You mean like the new model Dorcy 1AAA light at Walmart (with the white reflector and focusing lens in front?). That's about as small as they come. Not very bright though...


----------



## fire-stick (Jul 31, 2006)

I was thinkin more along the lines of something with a 6V sealed lead acid battery and a halogen bulb, but just as small as possible.


----------



## bexteck (Jul 31, 2006)

Probably the smallest light that people would consider a spotlight would be one of the 500,000 or 1 million candle power spotlights with a battery in the head and a pistol grip. They can usually be found with a 5-6 inch reflector.


----------



## monkeyboy (Jul 31, 2006)

Surefire 10X dominator. Its as powerful as one of those 1 million candlepower spotlights but much smaller and lighter. Oh, and it costs about 20 times more. 

here's a good review.
http://www.flashlightreviews.com/reviews/surefire_10x.htm


----------



## powernoodle (Jul 31, 2006)

I've got an X10, and its more of a "wall of light" than a spot, IMO. I too vote for a Vector or similar brand handheld (pistol grip style) rechargeable spotlight from Wal-mart as the (maybe) the smallest real spotlight.

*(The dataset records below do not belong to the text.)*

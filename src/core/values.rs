//! Tagged binary codec for values that have no native row column
//!
//! ```text
//! 'O' len:u8 property:[u8; len] <value>   nested record link
//! 'R' len:u8 uri:[u8; len]                URI reference
//! anything else                           scalar, see `encode_scalar`
//! ```
//!
//! Record chains are walked iteratively in both directions, so chain depth
//! never translates into call depth.

use bigdecimal::BigDecimal;
use num_bigint::BigInt;

use crate::core::{Record, Value};
use crate::error::{Error, Result};

pub const RECORD_TAG: u8 = b'O';
pub const URI_TAG: u8 = b'R';

const INT_TAG: u8 = b'i';
const LONG_TAG: u8 = b'l';
const FLOAT_TAG: u8 = b'f';
const DOUBLE_TAG: u8 = b'd';
const STRING_TAG: u8 = b's';
const BOOL_TAG: u8 = b'b';
const SHORT_TAG: u8 = b'h';
const BIGINT_TAG: u8 = b'I';
const BIGDECIMAL_TAG: u8 = b'D';

/// Deepest record chain accepted by the codec.
pub const MAX_RECORD_DEPTH: usize = 1024;

/// Encode a value into its tagged byte representation
pub fn encode(value: &Value) -> Result<Vec<u8>> {
    let mut out = Vec::new();
    let mut current = value;
    let mut depth = 0;
    while let Value::Record(record) = current {
        depth += 1;
        if depth > MAX_RECORD_DEPTH {
            return Err(Error::InvalidArgument(format!(
                "record chain deeper than {} links",
                MAX_RECORD_DEPTH
            )));
        }
        out.push(RECORD_TAG);
        push_short_str(&mut out, &record.property, "record property")?;
        current = &record.value;
    }
    match current {
        Value::Uri(uri) => {
            out.push(URI_TAG);
            push_short_str(&mut out, uri, "URI")?;
        }
        scalar => encode_scalar(scalar, &mut out)?,
    }
    Ok(out)
}

/// Decode bytes produced by [`encode`]
pub fn decode(bytes: &[u8]) -> Result<Value> {
    let mut reader = ByteReader::new(bytes);
    let mut properties: Vec<String> = Vec::new();
    let leaf = loop {
        match reader.u8()? {
            RECORD_TAG => {
                if properties.len() == MAX_RECORD_DEPTH {
                    return Err(Error::Codec(format!(
                        "record chain deeper than {} links",
                        MAX_RECORD_DEPTH
                    )));
                }
                properties.push(reader.short_str()?);
            }
            URI_TAG => break Value::Uri(reader.short_str()?),
            tag => break decode_scalar(tag, &mut reader)?,
        }
    };
    if !reader.is_empty() {
        return Err(Error::Codec(format!("{} trailing bytes after value", reader.remaining())));
    }

    let mut value = leaf;
    while let Some(property) = properties.pop() {
        value = Value::Record(Record { property, value: Box::new(value) });
    }
    Ok(value)
}

fn push_short_str(out: &mut Vec<u8>, s: &str, what: &str) -> Result<()> {
    let len = u8::try_from(s.len()).map_err(|_| {
        Error::InvalidArgument(format!("{} of {} bytes exceeds 255 bytes: {}", what, s.len(), s))
    })?;
    out.push(len);
    out.extend_from_slice(s.as_bytes());
    Ok(())
}

fn push_long_bytes(out: &mut Vec<u8>, bytes: &[u8]) -> Result<()> {
    let len = u32::try_from(bytes.len())
        .map_err(|_| Error::InvalidArgument(format!("value of {} bytes is too large", bytes.len())))?;
    out.extend_from_slice(&len.to_be_bytes());
    out.extend_from_slice(bytes);
    Ok(())
}

/// Generic scalar encoding, also used for scalars nested inside records.
fn encode_scalar(value: &Value, out: &mut Vec<u8>) -> Result<()> {
    match value {
        Value::Int(v) => {
            out.push(INT_TAG);
            out.extend_from_slice(&v.to_be_bytes());
        }
        Value::Long(v) => {
            out.push(LONG_TAG);
            out.extend_from_slice(&v.to_be_bytes());
        }
        Value::Float(v) => {
            out.push(FLOAT_TAG);
            out.extend_from_slice(&v.to_be_bytes());
        }
        Value::Double(v) => {
            out.push(DOUBLE_TAG);
            out.extend_from_slice(&v.to_be_bytes());
        }
        Value::Str(s) => {
            out.push(STRING_TAG);
            push_long_bytes(out, s.as_bytes())?;
        }
        Value::Bool(b) => {
            out.push(BOOL_TAG);
            out.push(u8::from(*b));
        }
        Value::Short(v) => {
            out.push(SHORT_TAG);
            out.extend_from_slice(&v.to_be_bytes());
        }
        Value::BigInt(v) => {
            out.push(BIGINT_TAG);
            push_long_bytes(out, &v.to_signed_bytes_be())?;
        }
        Value::BigDecimal(v) => {
            let (unscaled, scale) = v.as_bigint_and_exponent();
            out.push(BIGDECIMAL_TAG);
            out.extend_from_slice(&scale.to_be_bytes());
            push_long_bytes(out, &unscaled.to_signed_bytes_be())?;
        }
        Value::Record(_) | Value::Uri(_) => {
            return Err(Error::InvalidArgument("composite value passed to scalar codec".to_string()));
        }
    }
    Ok(())
}

fn decode_scalar(tag: u8, reader: &mut ByteReader<'_>) -> Result<Value> {
    Ok(match tag {
        INT_TAG => Value::Int(i32::from_be_bytes(reader.array()?)),
        LONG_TAG => Value::Long(i64::from_be_bytes(reader.array()?)),
        FLOAT_TAG => Value::Float(f32::from_be_bytes(reader.array()?)),
        DOUBLE_TAG => Value::Double(f64::from_be_bytes(reader.array()?)),
        STRING_TAG => {
            let bytes = reader.long_bytes()?;
            Value::Str(
                String::from_utf8(bytes.to_vec()).map_err(|e| Error::Codec(format!("invalid UTF-8: {}", e)))?,
            )
        }
        BOOL_TAG => match reader.u8()? {
            0 => Value::Bool(false),
            1 => Value::Bool(true),
            other => return Err(Error::Codec(format!("invalid boolean byte {}", other))),
        },
        SHORT_TAG => Value::Short(i16::from_be_bytes(reader.array()?)),
        BIGINT_TAG => Value::BigInt(BigInt::from_signed_bytes_be(reader.long_bytes()?)),
        BIGDECIMAL_TAG => {
            let scale = i64::from_be_bytes(reader.array()?);
            let unscaled = BigInt::from_signed_bytes_be(reader.long_bytes()?);
            Value::BigDecimal(BigDecimal::new(unscaled, scale))
        }
        other => return Err(Error::Codec(format!("unknown value tag 0x{:02x}", other))),
    })
}

struct ByteReader<'a> {
    bytes: &'a [u8],
    pos: usize,
}

impl<'a> ByteReader<'a> {
    fn new(bytes: &'a [u8]) -> Self {
        Self { bytes, pos: 0 }
    }

    fn remaining(&self) -> usize {
        self.bytes.len() - self.pos
    }

    fn is_empty(&self) -> bool {
        self.remaining() == 0
    }

    fn take(&mut self, n: usize) -> Result<&'a [u8]> {
        if self.remaining() < n {
            return Err(Error::Codec(format!(
                "truncated value: needed {} bytes at offset {}, {} left",
                n,
                self.pos,
                self.remaining()
            )));
        }
        let slice = &self.bytes[self.pos..self.pos + n];
        self.pos += n;
        Ok(slice)
    }

    fn u8(&mut self) -> Result<u8> {
        Ok(self.take(1)?[0])
    }

    fn array<const N: usize>(&mut self) -> Result<[u8; N]> {
        let mut out = [0u8; N];
        out.copy_from_slice(self.take(N)?);
        Ok(out)
    }

    fn short_str(&mut self) -> Result<String> {
        let len = self.u8()? as usize;
        let bytes = self.take(len)?;
        String::from_utf8(bytes.to_vec()).map_err(|e| Error::Codec(format!("invalid UTF-8: {}", e)))
    }

    fn long_bytes(&mut self) -> Result<&'a [u8]> {
        let len = u32::from_be_bytes(self.array()?) as usize;
        self.take(len)
    }
}

#[cfg(test)]
mod tests {
    use super::*;
    use std::str::FromStr;

    #[test]
    fn test_uri_layout() {
        let bytes = encode(&Value::Uri("ex:a".to_string())).unwrap();
        assert_eq!(bytes, vec![b'R', 4, b'e', b'x', b':', b'a']);
        assert_eq!(decode(&bytes).unwrap(), Value::Uri("ex:a".to_string()));
    }

    #[test]
    fn test_record_chain_layout() {
        let value = Value::Record(Record::new("ex:p", Value::Uri("ex:o".to_string())));
        let bytes = encode(&value).unwrap();
        assert_eq!(&bytes[..6], &[b'O', 4, b'e', b'x', b':', b'p']);
        assert_eq!(bytes[6], b'R');
        assert_eq!(decode(&bytes).unwrap(), value);
    }

    #[test]
    fn test_deep_record_chain() {
        let value = Value::Record(Record::new(
            "ex:a",
            Record::new("ex:b", Record::new("ex:c", Record::new("ex:d", 42i64))),
        ));
        if let Value::Record(record) = &value {
            assert_eq!(record.depth(), 4);
        }
        assert_eq!(decode(&encode(&value).unwrap()).unwrap(), value);
    }

    #[test]
    fn test_scalars_without_native_column() {
        let big = BigInt::from_str("-123456789012345678901234567890").unwrap();
        let dec = BigDecimal::from_str("3.14159265358979323846264338327950288").unwrap();
        for value in [Value::Short(-7), Value::BigInt(big), Value::BigDecimal(dec)] {
            assert_eq!(decode(&encode(&value).unwrap()).unwrap(), value);
        }
    }

    #[test]
    fn test_record_with_native_scalar_leaf() {
        let value = Value::Record(Record::new("ex:label", "héllo"));
        assert_eq!(decode(&encode(&value).unwrap()).unwrap(), value);
    }

    #[test]
    fn test_overlong_property_is_rejected() {
        let long = "x".repeat(256);
        let value = Value::Record(Record::new(&long, 1));
        assert!(matches!(encode(&value), Err(Error::InvalidArgument(_))));
    }

    #[test]
    fn test_malformed_input() {
        assert!(matches!(decode(&[]), Err(Error::Codec(_))));
        assert!(matches!(decode(&[b'R', 10, b'a']), Err(Error::Codec(_))));
        assert!(matches!(decode(&[b'?']), Err(Error::Codec(_))));
        assert!(matches!(decode(&[b'b', 1, 0]), Err(Error::Codec(_))));
    }

    #[test]
    fn test_adversarial_depth_is_bounded() {
        let mut bytes = Vec::new();
        for _ in 0..=MAX_RECORD_DEPTH {
            bytes.extend_from_slice(&[b'O', 1, b'p']);
        }
        bytes.extend_from_slice(&[b'b', 1]);
        assert!(matches!(decode(&bytes), Err(Error::Codec(_))));
    }
}
//! Error types and result definitions

use std::path::PathBuf;

use thiserror::Error;

/// Result type alias for archive operations
pub type Result<T> = std::result::Result<T, Error>;

/// Main error type for the archive
#[derive(Error, Debug)]
pub enum Error {
    /// IO error while staging, committing or reading files
    #[error("IO error: {0}")]
    Io(#[from] std::io::Error),

    /// Row or footer (de)serialization failed
    #[error("Serialization error: {0}")]
    Serialization(#[from] bincode::Error),

    /// Malformed JSON tuple input
    #[error("JSON error: {0}")]
    Json(#[from] serde_json::Error),

    /// Malformed value bytes
    #[error("Codec error: {0}")]
    Codec(String),

    /// A row file whose framing is damaged
    #[error("Corrupt table {}: {reason}", path.display())]
    CorruptTable { path: PathBuf, reason: String },

    /// A stored id with no mapping file entry
    #[error("No {namespace} mapping for id {id}")]
    MissingMapping { namespace: &'static str, id: u64 },

    /// Input rejected before touching storage
    #[error("Invalid argument: {0}")]
    InvalidArgument(String),

    /// The archive lock could not be acquired in time
    #[error("Timed out acquiring the {0} permit")]
    LockTimeout(&'static str),

    /// The archive was closed
    #[error("Archive is closed")]
    Closed,

    /// Configuration error
    #[error("Configuration error: {0}")]
    Config(String),
}
pub mod operators;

A side benefit is that they are cheap enough that you can get one for the car, one for the house, etc. I think I have about 4 of them scattered around.

cheers


----------



## Brock (Jul 31, 2006)

The smallest thing I have that would fit the bill of a "spot light" would be the Surefire 12PM, now it is the M4. It is right on the edge of being a bright flashlight, but still in at 300+ lumen range. It also has a tight beam for distance lighting. The problem is the run time with only 20 minutes. But for the size you can't touch it. It runs on 4 123's and has a 2.5" lens. It will beat the pants off most 1 million to 3 million CP lights and come in about 1/10 the size and weight. Then again it will cost 10 times as much to buy and run.


----------



## Illum (Jul 31, 2006)

XO3...if you can even call it a spot


----------



## JimH (Jul 31, 2006)

For size vs. throw, it's hard to beat a mini-HID. PM Chris MacClellan (aka cmacclel), and have him build you one.


----------



## CLHC (Jul 31, 2006)

Well, what about those HID/LED mountain bike lights? Such as NiteRider and Light & Motion among others? These fit into the palm of my hand :huh: and can also be considered spotlights since they usually can be detached from the handle bar and used as handheld or helmet use.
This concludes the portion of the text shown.